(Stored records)
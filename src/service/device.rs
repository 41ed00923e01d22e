use std::path::PathBuf;

use crate::interface::DeviceDescriptor;
use crate::layer::DeviceMap;

/// Bounded table of registered devices.
///
/// Results follow the device-table convention: the slot index on success,
/// `-1` on failure. Slots grow on demand up to `capacity`; freed slots are
/// reused first.
#[derive(Debug, Clone)]
pub struct DeviceTable {
    slots: Vec<Option<DeviceDescriptor>>,
    capacity: usize,
}

impl DeviceTable {
    pub fn new(capacity: usize) -> Self {
        Self { slots: Vec::new(), capacity }
    }

    pub fn capacity(&self) -> usize {
        self.capacity
    }

    /// Register `device`. A device with the same name is replaced in place.
    pub fn add(&mut self, device: &DeviceDescriptor) -> i32 {
        if !device.has_valid_name() {
            return -1;
        }

        let slot = self
            .position(&device.name)
            .or_else(|| self.slots.iter().position(Option::is_none));

        let index = match slot {
            Some(index) => {
                self.slots[index] = Some(device.clone());
                index
            }
            None if self.slots.len() < self.capacity => {
                self.slots.push(Some(device.clone()));
                self.slots.len() - 1
            }
            None => return -1,
        };
        i32::try_from(index).unwrap_or(-1)
    }

    pub fn remove(&mut self, name: &str) -> i32 {
        match self.position(name) {
            Some(index) => {
                self.slots[index] = None;
                0
            }
            None => -1,
        }
    }

    pub fn get(&self, name: &str) -> Option<&DeviceDescriptor> {
        self.slots.iter().flatten().find(|d| d.name == name)
    }

    pub fn contains(&self, name: &str) -> bool {
        self.get(name).is_some()
    }

    pub fn len(&self) -> usize {
        self.slots.iter().flatten().count()
    }

    pub fn is_empty(&self) -> bool {
        self.len() == 0
    }

    pub fn iter(&self) -> impl Iterator<Item = &DeviceDescriptor> {
        self.slots.iter().flatten()
    }

    fn position(&self, name: &str) -> Option<usize> {
        self.slots.iter().position(|s| s.as_ref().is_some_and(|d| d.name == name))
    }
}

impl DeviceMap for DeviceTable {
    fn host_root(&self, device: &str) -> Option<PathBuf> {
        self.get(device).map(|d| d.root.clone())
    }
}
// Step Executor
// Runs a single shell-like command in an isolated subprocess with a
// timeout and bounded output capture

use std::collections::HashMap;
use std::path::Path;
use std::process::Stdio;
use std::time::Duration;
use tokio::io::{AsyncBufReadExt, AsyncRead, BufReader};
use tokio::process::Command;
use tokio::sync::watch;
use tracing::warn;

/// Marker appended when captured output exceeded the configured bound.
pub const TRUNCATION_MARKER: &str = "... [output truncated]";

/// Shells a step command can run under.
#[derive(Debug, Clone, Copy, PartialEq, Eq)]
pub enum Shell {
    /// Platform default (sh on Unix, cmd on Windows)
    Default,
    /// Bash
    Bash,
}

impl Shell {
    fn get_command(&self) -> (&'static str, &'static [&'static str]) {
        match self {
            Shell::Default => {
                if cfg!(target_os = "windows") {
                    ("cmd", &["/C"])
                } else {
                    ("sh", &["-c"])
                }
            }
            Shell::Bash => ("bash", &["-c"]),
        }
    }
}

/// Configuration for one step execution.
#[derive(Debug, Clone)]
pub struct ExecConfig {
    /// Timeout; expiry kills the process (None = no timeout)
    pub timeout: Option<Duration>,
    /// Per-stream capture bound in bytes; excess is truncated
    pub max_capture: usize,
}

impl Default for ExecConfig {
    fn default() -> Self {
        Self {
            timeout: None,
            max_capture: 64 * 1024,
        }
    }
}

/// Output collected from one step execution.
#[derive(Debug, Clone, Default)]
pub struct StepOutput {
    /// Exit code, if the process exited on its own
    pub exit_code: Option<i32>,
    /// The timeout expired and the process was killed
    pub timed_out: bool,
    /// The run was cancelled while this step was in flight
    pub cancelled: bool,
    pub stdout: String,
    pub stderr: String,
    /// Either stream hit the capture bound
    pub truncated: bool,
}

impl StepOutput {
    pub fn success(&self) -> bool {
        !self.timed_out && !self.cancelled && self.exit_code == Some(0)
    }

    /// Combined stdout/stderr excerpt for step results, with the
    /// truncation marker when the capture bound was hit.
    pub fn combined(&self) -> String {
        let mut out = self.stdout.clone();
        if !self.stderr.is_empty() {
            if !out.is_empty() {
                out.push('\n');
            }
            out.push_str(&self.stderr);
        }
        if self.truncated {
            if !out.is_empty() {
                out.push('\n');
            }
            out.push_str(TRUNCATION_MARKER);
        }
        out
    }
}

/// Structured commands parsed from step output, in the spirit of CI
/// logging commands.
#[derive(Debug, Clone, Default, PartialEq)]
pub struct OutputCommands {
    /// `##[coverage]NN.N` - a coverage percentage reported by the step
    pub coverage: Option<f64>,
}

/// Parse structured output commands from captured stdout.
pub fn parse_output_commands(output: &str) -> OutputCommands {
    let mut commands = OutputCommands::default();

    for line in output.lines() {
        if let Some(rest) = line.trim().strip_prefix("##[coverage]") {
            let value = rest.trim().trim_end_matches('%');
            match value.parse::<f64>() {
                Ok(percent) => commands.coverage = Some(percent),
                Err(_) => warn!(line, "ignoring malformed coverage command"),
            }
        }
    }

    commands
}

enum WaitOutcome {
    Exited(std::io::Result<std::process::ExitStatus>),
    TimedOut,
    Cancelled,
}

/// Executor for step commands.
pub struct StepExecutor {
    shell: Shell,
}

impl StepExecutor {
    /// Create an executor using the platform default shell.
    pub fn new() -> Self {
        Self {
            shell: Shell::Default,
        }
    }

    /// Create an executor with a specific shell.
    pub fn with_shell(shell: Shell) -> Self {
        Self { shell }
    }

    /// Run a command to completion.
    pub async fn run(
        &self,
        command: &str,
        env: &HashMap<String, String>,
        cwd: &Path,
        config: &ExecConfig,
    ) -> StepOutput {
        self.run_with_cancel(command, env, cwd, config, None).await
    }

    /// Run a command, additionally aborting if the cancel signal flips to
    /// true. A cancelled step is killed the same way a timed-out one is.
    pub async fn run_with_cancel(
        &self,
        command: &str,
        env: &HashMap<String, String>,
        cwd: &Path,
        config: &ExecConfig,
        mut cancel: Option<watch::Receiver<bool>>,
    ) -> StepOutput {
        let (shell_cmd, shell_args) = self.shell.get_command();

        let mut cmd = Command::new(shell_cmd);
        cmd.args(shell_args);
        cmd.arg(command);
        cmd.current_dir(cwd);
        cmd.envs(env);
        cmd.stdout(Stdio::piped());
        cmd.stderr(Stdio::piped());
        cmd.kill_on_drop(true);

        let mut child = match cmd.spawn() {
            Ok(child) => child,
            Err(e) => {
                return StepOutput {
                    stderr: format!("failed to spawn shell process '{}': {}", shell_cmd, e),
                    ..StepOutput::default()
                };
            }
        };

        let stdout = child.stdout.take().expect("stdout was piped");
        let stderr = child.stderr.take().expect("stderr was piped");

        let max = config.max_capture;
        let stdout_handle = tokio::spawn(read_bounded(stdout, max));
        let stderr_handle = tokio::spawn(read_bounded(stderr, max));

        let outcome = tokio::select! {
            res = async {
                match config.timeout {
                    Some(timeout) => match tokio::time::timeout(timeout, child.wait()).await {
                        Ok(result) => WaitOutcome::Exited(result),
                        Err(_) => WaitOutcome::TimedOut,
                    },
                    None => WaitOutcome::Exited(child.wait().await),
                }
            } => res,
            _ = wait_cancelled(&mut cancel) => WaitOutcome::Cancelled,
        };

        let mut output = StepOutput::default();

        match outcome {
            WaitOutcome::Exited(Ok(status)) => {
                output.exit_code = status.code();
            }
            WaitOutcome::Exited(Err(e)) => {
                output.stderr = format!("failed to wait on process: {}", e);
            }
            WaitOutcome::TimedOut => {
                let _ = child.kill().await;
                output.timed_out = true;
            }
            WaitOutcome::Cancelled => {
                let _ = child.kill().await;
                output.cancelled = true;
            }
        }

        let (stdout, stdout_truncated) = stdout_handle.await.unwrap_or_default();
        let (stderr_text, stderr_truncated) = stderr_handle.await.unwrap_or_default();

        output.stdout = stdout;
        if output.stderr.is_empty() {
            output.stderr = stderr_text;
        } else if !stderr_text.is_empty() {
            output.stderr.push('\n');
            output.stderr.push_str(&stderr_text);
        }
        output.truncated = stdout_truncated || stderr_truncated;

        output
    }
}

impl Default for StepExecutor {
    fn default() -> Self {
        Self::new()
    }
}

/// Resolve once the cancel signal flips to true; pend forever otherwise.
async fn wait_cancelled(cancel: &mut Option<watch::Receiver<bool>>) {
    match cancel {
        Some(rx) => loop {
            if *rx.borrow() {
                return;
            }
            if rx.changed().await.is_err() {
                // Sender gone without cancelling; nothing to wait for
                std::future::pending::<()>().await;
            }
        },
        None => std::future::pending().await,
    }
}

/// Read a stream line by line, keeping at most `max` bytes. The stream is
/// drained to EOF either way so the child never blocks on a full pipe.
async fn read_bounded<R: AsyncRead + Unpin>(reader: R, max: usize) -> (String, bool) {
    let mut lines = BufReader::new(reader).lines();
    let mut output = String::new();
    let mut truncated = false;

    while let Ok(Some(line)) = lines.next_line().await {
        if output.len() >= max {
            truncated = true;
            continue;
        }
        if !output.is_empty() {
            output.push('\n');
        }
        if output.len() + line.len() > max {
            let mut cut = max - output.len();
            while cut > 0 && !line.is_char_boundary(cut) {
                cut -= 1;
            }
            output.push_str(&line[..cut]);
            truncated = true;
        } else {
            output.push_str(&line);
        }
    }

    (output, truncated)
}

What the task asks >> The lines to set down, exactly and with both ends included, run from the one containing "let mut output = String::new();" to the last line of the data above.

Output for this task >>
    let mut output = String::new();
    let mut truncated = false;

    while let Ok(Some(line)) = lines.next_line().await {
        if output.len() >= max {
            truncated = true;
            continue;
        }
        if !output.is_empty() {
            output.push('\n');
        }
        if output.len() + line.len() > max {
            let mut cut = max - output.len();
            while cut > 0 && !line.is_char_boundary(cut) {
                cut -= 1;
            }
            output.push_str(&line[..cut]);
            truncated = true;
        } else {
            output.push_str(&line);
        }
    }

    (output, truncated)
}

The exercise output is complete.